Classical CD Reviews

FREDERIC RZEWSKI: The People United Will Never Be Defeated! – Ole Kiilerich, piano – Bridge

A new rich and full recording of Rzewski's 36 Variations on a Chilean folksong.

Published on January 18, 2013

FREDERIC RZEWSKI: The People United Will Never Be Defeated! – Ole Kiilerich, piano – Bridge

FREDERIC RZEWSKI: The People United Will Never Be Defeated! (36 Variations on a Chilean Folk Song) – Ole Kiilerich, piano – Bridge 9392, 59:46 [Distr. by Albany] *****:

Rzewski is quite a notable composer and virtuoso pianist. I love what Slonimsky said of him in 1993: (He is) “capable of depositing huge boulders of sonoristic material across the keyboard without actually wrecking the instrument.” Much of his music is inspired by his deep political conscience and also features improvisation. These 36 variations are based on the Sergio Ortega song “El pueblo unido jamás será vencido” and was created as a companion piece to Beethoven’s Diabelli Variations. 

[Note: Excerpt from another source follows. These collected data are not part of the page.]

use std::time::Instant;

use ratatui::{
    Frame,
    layout::{Constraint, Layout, Position, Rect},
    style::{Color, Style, Stylize},
    text::{Line, Span},
    widgets::{Block, Cell, Paragraph, Row, Table, TableState, Tabs},
};
use serde_json::Value;
use tracing::{debug, error, warn};

use tabview::record::display_value;
use tabview::{Message, Renderer, TableError, ViewModel};

use crate::inputter::Inputter;
use crate::keys::Action;

pub const CMDLINE_HEIGH: u16 = 1;
pub const TABS_HEIGHT: u16 = 1;
pub const TABLE_CHROME_HEIGHT: u16 = 3; // Borders plus header row
pub const COLUMN_WIDTH_MARGIN: usize = 2;
pub const MAX_COLUMN_WIDTH: usize = 40;

#[derive(Debug, Clone, Copy, PartialEq, Eq)]
enum Modus {
    Table,
    Search,
}

/// Terminal projection of the table view.
pub struct TableUI {
    name: String,
    view: Option<ViewModel>,
    modus: Modus,
    input: Inputter,
    table_state: TableState,
    cursor_column: usize,
    page_height: usize,
    status_message: String,
    last_status_message_update: Instant,
    exit: bool,
}

impl TableUI {
    pub fn new(name: impl Into<String>) -> Self {
        Self {
            name: name.into(),
            view: None,
            modus: Modus::Table,
            input: Inputter::default(),
            table_state: TableState::default(),
            cursor_column: 0,
            page_height: 1,
            status_message: "Loading ...".to_string(),
            last_status_message_update: Instant::now(),
            exit: false,
        }
    }

    pub fn exiting(&self) -> bool {
        self.exit
    }

    /// The search box wants every key untouched.
    pub fn raw_keyevents(&self) -> bool {
        self.modus == Modus::Search
    }

    fn set_status_message(&mut self, message: impl Into<String>) {
        self.status_message = message.into();
        self.last_status_message_update = Instant::now();
    }

    /// Updates local cursor state and turns the action into a table message
    /// where one is needed.
    pub fn update(&mut self, action: Action) -> Option<Message> {
        let view = self.view.as_ref()?;
        match action {
            Action::Quit => {
                self.exit = true;
                None
            }
            Action::NextTab => self.step_tab(1),
            Action::PreviousTab => self.step_tab(-1),
            Action::MoveLeft => {
                self.cursor_column = self.cursor_column.saturating_sub(1);
                None
            }
            Action::MoveRight => {
                if self.cursor_column + 1 < view.columns.len() {
                    self.cursor_column += 1;
                }
                None
            }
            Action::MoveUp => self.move_rows(-1),
            Action::MoveDown => self.move_rows(1),
            Action::MovePageUp => self.move_rows(-(self.page_height as isize)),
            Action::MovePageDown => self.move_rows(self.page_height as isize),
            Action::MoveBeginning => self.move_rows(isize::MIN),
            Action::MoveEnd => self.move_rows(isize::MAX),
            Action::Sort => view
                .columns
                .get(self.cursor_column)
                .map(|c| Message::SortRequested(c.clone())),
            Action::SearchInColumn => view
                .columns
                .get(self.cursor_column)
                .map(|c| Message::SearchColumnChanged(c.clone())),
            Action::StartSearch => {
                let term = view.search_term.clone();
                self.input.clear();
                self.input.set(&term);
                self.modus = Modus::Search;
                None
            }
            Action::RawKey(key) => {
                let current = view.search_term.clone();
                let result = self.input.read(key);
                if result.canceled {
                    self.modus = Modus::Table;
                    return Some(Message::SearchTermChanged(String::new()));
                }
                if result.finished {
                    self.modus = Modus::Table;
                }
                (result.input != current).then_some(Message::SearchTermChanged(result.input))
            }
        }
    }

    fn step_tab(&mut self, step: isize) -> Option<Message> {
        let view = self.view.as_ref()?;
        let partitions = view.partitions.as_ref()?;
        let current = view.active_partition_index().unwrap_or(0) as isize;
        let next = (current + step).rem_euclid(partitions.len() as isize) as usize;
        partitions
            .get(next)
            .map(|p| Message::TabSelected(p.clone()))
    }

    fn move_rows(&mut self, step: isize) -> Option<Message> {
        let nrows = self.view.as_ref().map_or(0, |v| v.rows.len());
        if nrows == 0 {
            self.table_state.select(None);
            return None;
        }
        let current = self.table_state.selected().unwrap_or(0) as isize;
        let next = current.saturating_add(step).clamp(0, nrows as isize - 1);
        self.table_state.select(Some(next as usize));
        None
    }

    pub fn draw(&mut self, frame: &mut Frame) {
        let has_tabs = self
            .view
            .as_ref()
            .is_some_and(|v| v.partitions.is_some());
        let tabs_height = if has_tabs { TABS_HEIGHT } else { 0 };
        let [tabs_area, table_area, cmd_area] = Layout::vertical([
            Constraint::Length(tabs_height),
            Constraint::Min(0),
            Constraint::Length(CMDLINE_HEIGH),
        ])
        .areas(frame.area());

        self.page_height = table_area
            .height
            .saturating_sub(TABLE_CHROME_HEIGHT)
            .max(1) as usize;

        if let Some(view) = &self.view {
            if let Some(partitions) = &view.partitions {
                let tabs = Tabs::new(partitions.iter().map(|p| p.to_string()))
                    .select(view.active_partition_index().unwrap_or(0))
                    .highlight_style(Style::new().reversed());
                frame.render_widget(tabs, tabs_area);
            }
            let table = self.build_table(view);
            frame.render_stateful_widget(table, table_area, &mut self.table_state);
        } else {
            let block = Block::bordered().title(Line::from(format!(" {} ", self.name).bold()));
            frame.render_widget(Paragraph::new("Loading ...").block(block), table_area);
        }

        self.draw_cmdline(frame, cmd_area);
    }

    fn build_table<'a>(&self, view: &'a ViewModel) -> Table<'a> {
        let cells: Vec<Vec<String>> = view
            .rows
            .iter()
            .map(|row| {
                view.columns
                    .iter()
                    .map(|c| cell_text(row.record.get(c).unwrap_or(&Value::Null)))
                    .collect()
            })
            .collect();

        let widths: Vec<Constraint> = view
            .columns
            .iter()
            .enumerate()
            .map(|(idx, name)| {
                let content = cells
                    .iter()
                    .map(|r| r[idx].chars().count())
                    .max()
                    .unwrap_or(0);
                let width = (name.chars().count() + 2).max(content) + COLUMN_WIDTH_MARGIN;
                Constraint::Length(width.min(MAX_COLUMN_WIDTH) as u16)
            })
            .collect();

        let header = Row::new(view.columns.iter().enumerate().map(|(idx, name)| {
            let icon = match &view.sort_column {
                Some(sorted) if sorted == name => view.sort_direction.icon(),
                _ => " ",
            };
            let mut label = format!("{icon} {name}");
            if view.search_column.as_deref() == Some(name.as_str()) {
                label.push_str(" /");
            }
            let cell = Cell::from(label);
            if idx == self.cursor_column {
                cell.reversed()
            } else {
                cell
            }
        }))
        .bold()
        .underlined();

        let rows = cells.into_iter().map(Row::new);
        let title = format!(
            " {} [{}/{}] ",
            self.name,
            view.rows.len(),
            view.total_rows
        );

        Table::new(rows, widths)
            .column_spacing(1)
            .header(header)
            .block(Block::bordered().title(Line::from(title.bold()).centered()))
            .row_highlight_style(Style::new().bg(Color::Blue))
    }

    fn draw_cmdline(&self, frame: &mut Frame, area: Rect) {
        if self.modus == Modus::Search {
            let input = self.input.get();
            let line = Line::from(vec!["/".blue().bold(), Span::raw(input.input)]);
            frame.render_widget(Paragraph::new(line), area);
            frame.set_cursor_position(Position::new(
                area.x + 1 + input.curser_pos as u16,
                area.y,
            ));
            return;
        }

        let search = self
            .view
            .as_ref()
            .and_then(|v| {
                v.search_column
                    .as_ref()
                    .map(|c| format!(" {c}: \"{}\" ", v.search_term))
            })
            .unwrap_or_default();
        let line = Line::from(vec![
            " Search".blue().bold(),
            search.into(),
            "| ".into(),
            self.status_message.clone().yellow(),
            " | Tabs ".into(),
            "<[ ]>".blue().bold(),
            " Sort ".into(),
            "<s>".blue().bold(),
            " Find ".into(),
            "</>".blue().bold(),
            " Quit ".into(),
            "<q>".blue().bold(),
        ]);
        frame.render_widget(Paragraph::new(line), area);
    }
}

impl Renderer for TableUI {
    fn render(&mut self, view: &ViewModel) {
        debug!(
            "Render {} of {} rows, {} columns",
            view.rows.len(),
            view.total_rows,
            view.columns.len()
        );
        self.cursor_column = self
            .cursor_column
            .min(view.columns.len().saturating_sub(1));
        let selected = match self.table_state.selected() {
            _ if view.rows.is_empty() => None,
            Some(idx) => Some(idx.min(view.rows.len() - 1)),
            None => Some(0),
        };
        self.table_state.select(selected);
        self.set_status_message(format!("{} rows", view.rows.len()));
        self.view = Some(view.clone());
    }

    fn render_error(&mut self, error: &TableError) {
        if error.is_load_error() {
            error!("{error}");
        } else {
            warn!("{error}");
        }
        self.set_status_message(error.to_string());
    }
}

fn cell_text(value: &Value) -> String {
    display_value(value)
        .replace("\r\n", " ↵ ")
        .replace('\n', " ↵ ")
}

#[cfg(test)]
mod tests {
    use super::*;
    use ratatui::{Terminal, backend::TestBackend};
    use serde_json::json;
    use tabview::{Partition, SortDirection, TableConfig, TableController, source::MemorySource};

    fn loaded_ui() -> (TableController, TableUI) {
        let source = MemorySource::from_json(json!([
            {"type": "A", "name": "x", "note": "line\nbreak"},
            {"type": "B", "name": "y", "note": ""},
            {"type": "A", "name": "z", "note": ""},
        ]))
        .unwrap();
        let mut controller =
            TableController::new(TableConfig::default().with_partition_key("type".to_string()));
        let mut ui = TableUI::new("test");
        futures::executor::block_on(controller.load(&source, &mut ui)).unwrap();
        (controller, ui)
    }

    fn screen(ui: &mut TableUI) -> String {
        let mut terminal = Terminal::new(TestBackend::new(80, 12)).unwrap();
        terminal.draw(|f| ui.draw(f)).unwrap();
        terminal
            .backend()
            .buffer()
            .content
            .iter()
            .map(|cell| cell.symbol().chars().next().unwrap_or(' '))
            .collect()
    }

    #[test]
    fn draws_tabs_and_rows() {
        let (_, mut ui) = loaded_ui();
        let content = screen(&mut ui);
        assert!(content.contains("All"));
        assert!(content.contains("name"));
        assert!(content.contains("[3/3]"));
        assert!(content.contains("↵"));
    }

    #[test]
    fn draws_loading_placeholder() {
        let mut ui = TableUI::new("test");
        assert!(screen(&mut ui).contains("Loading"));
        assert_eq!(ui.update(Action::Sort), None);
    }

    #[test]
    fn actions_become_messages() {
        let (mut controller, mut ui) = loaded_ui();
        assert_eq!(
            ui.update(Action::NextTab),
            Some(Message::TabSelected(Partition::Value(json!("A"))))
        );
        assert_eq!(
            ui.update(Action::PreviousTab),
            Some(Message::TabSelected(Partition::Value(json!("B"))))
        );
        let sort = ui.update(Action::Sort).unwrap();
        assert_eq!(sort, Message::SortRequested("name".to_string()));
        controller.handle(sort, &mut ui).unwrap();
        let view = controller.view().unwrap();
        assert_eq!(view.sort_direction, SortDirection::Descending);
    }

    #[test]
    fn search_box_updates_term_live() {
        use ratatui::crossterm::event::{KeyCode, KeyEvent, KeyModifiers};
        let (mut controller, mut ui) = loaded_ui();
        assert_eq!(ui.update(Action::StartSearch), None);
        assert!(ui.raw_keyevents());

        let key = KeyEvent::new(KeyCode::Char('Z'), KeyModifiers::NONE);
        let message = ui.update(Action::RawKey(key)).unwrap();
        assert_eq!(message, Message::SearchTermChanged("Z".to_string()));
        controller.handle(message, &mut ui).unwrap();
        assert!(screen(&mut ui).contains("[1/3]"));

        let esc = KeyEvent::new(KeyCode::Esc, KeyModifiers::NONE);
        assert_eq!(
            ui.update(Action::RawKey(esc)),
            Some(Message::SearchTermChanged(String::new()))
        );
        assert!(!ui.raw_keyevents());
    }

    #[test]
    fn row_cursor_is_clamped() {
        let (_, mut ui) = loaded_ui();
        ui.update(Action::MoveEnd);
        assert_eq!(ui.table_state.selected(), Some(2));
        ui.update(Action::MoveDown);
        assert_eq!(ui.table_state.selected(), Some(2));
        ui.update(Action::MoveBeginning);
        assert_eq!(ui.table_state.selected(), Some(0));
    }
}
use tracing::{debug, trace, warn};

use crate::columns::ColumnModel;
use crate::config::TableConfig;
use crate::domain::{Message, TableError};
use crate::filter::{collect_rows, partition_rows, search_rows};
use crate::partition::PartitionIndex;
use crate::record::Record;
use crate::recordset::RecordSet;
use crate::view::{ViewModel, ViewState};

/// A loaded table: records, derived columns and tabs, and the current view.
#[derive(Debug)]
pub struct Table {
    records: RecordSet,
    columns: ColumnModel,
    partitions: Option<PartitionIndex>,
    state: ViewState,
    partitioned: Vec<usize>, // Row ids after the partition step
    visible: Vec<usize>,     // Row ids after the search step
}

impl Table {
    /// Builds the table from freshly loaded records.
    ///
    /// A partition key missing from the schema is not fatal: tabs are disabled
    /// and the error is handed back next to the table.
    pub fn build(
        records: Vec<Record>,
        config: &TableConfig,
    ) -> Result<(Self, Option<TableError>), TableError> {
        let mut record_set = RecordSet::new();
        record_set.load(records, config.schema_policy, config.schema_sample)?;

        let columns = ColumnModel::new(record_set.schema(), &config.resolved_hidden_columns());
        debug!("Visible columns: {:?}", columns.columns());

        let (partitions, notice) = match config.partition_key.as_deref() {
            Some(key) => match PartitionIndex::compute(&record_set, key) {
                Ok(index) => (Some(index), None),
                Err(e @ TableError::MissingKey(_)) => {
                    warn!("{e}, tabs are disabled");
                    (None, Some(e))
                }
                Err(e) => return Err(e),
            },
            None => (None, None),
        };

        let state = ViewState::initial(&columns);
        let mut table = Self {
            records: record_set,
            columns,
            partitions,
            state,
            partitioned: Vec::new(),
            visible: Vec::new(),
        };
        table.repartition();
        Ok((table, notice))
    }

    /// Applies one message. A rejected message leaves the table untouched.
    pub fn apply(&mut self, message: &Message) -> Result<(), TableError> {
        let next = self
            .state
            .reduce(message, &self.columns, self.partitions.as_ref())?;

        match message {
            Message::SortRequested(_) => {
                if self.state.needs_sort(&next)
                    && let Some(column) = next.sort_column.as_deref()
                {
                    self.records.sort_by(column, next.sort_direction)?;
                }
                self.state = next;
                self.repartition();
            }
            Message::TabSelected(_) => {
                self.state = next;
                self.repartition();
            }
            Message::SearchTermChanged(_) | Message::SearchColumnChanged(_) => {
                self.state = next;
                self.research();
            }
        }
        trace!(
            "Applied {message:?}: {}/{} rows visible",
            self.visible.len(),
            self.records.len()
        );
        Ok(())
    }

    fn repartition(&mut self) {
        self.partitioned = partition_rows(
            &self.records,
            self.partitions.as_ref(),
            &self.state.active_partition,
        );
        self.research();
    }

    fn research(&mut self) {
        self.visible = search_rows(
            &self.records,
            &self.partitioned,
            self.state.search_column.as_deref(),
            &self.state.search_term,
        );
    }

    pub fn view_model(&self) -> ViewModel {
        ViewModel {
            columns: self.columns.columns().to_vec(),
            rows: collect_rows(&self.records, &self.visible, self.columns.columns()),
            partitions: self
                .partitions
                .as_ref()
                .filter(|index| index.enabled())
                .map(|index| index.partitions().to_vec()),
            active_partition: self.state.active_partition.clone(),
            sort_column: self.state.sort_column.clone(),
            sort_direction: self.state.sort_direction,
            search_column: self.state.search_column.clone(),
            search_term: self.state.search_term.clone(),
            total_rows: self.records.len(),
        }
    }

    pub fn state(&self) -> &ViewState {
        &self.state
    }

    pub fn records(&self) -> &RecordSet {
        &self.records
    }

    pub fn columns(&self) -> &ColumnModel {
        &self.columns
    }

    pub fn partitions(&self) -> Option<&PartitionIndex> {
        self.partitions.as_ref()
    }
}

The work is a series of six cycles, each of which has six stages in which  musical relationships appear in this order: 1) Simple events, 2) Rhythms, 3) Melodies, 4) Counterpoints, 5) Harmonies, and 6) Combinations of these. Some of these variations get pretty avant, and two other revolutionary songs are thrown in: the Italian revolutionary song “Bandiera Rossa” (referring to Italians who in the 70s opened their doors to refugees from Chilean fascism), and Hans Eisler’s 1932 antifascist “Solidaritatslied.” The length of the variations may allude to the idea that unification of the people is a long story and that nothing worth winning is realized without effort.

The song is quite catchy and easily improvised upon, and I for one find it just as compelling to hear as Beethoven’s variations. I have a performance recorded by Rzewski himself for Nonesuch as part of the Rzewski Plays Rzewski set of  1975-99 piano works. On that one Rzewski also whistles towards the end. The new Bridge recording displays a much richer and more filled-out piano tone, making the Nonesuch version sound rather tinny in comparison.  Also, Danish virtuoso Kiilerich really encompasses all the variety of transformation thru which the basic song goes during the variations, in a better way than does the composer, to my ears.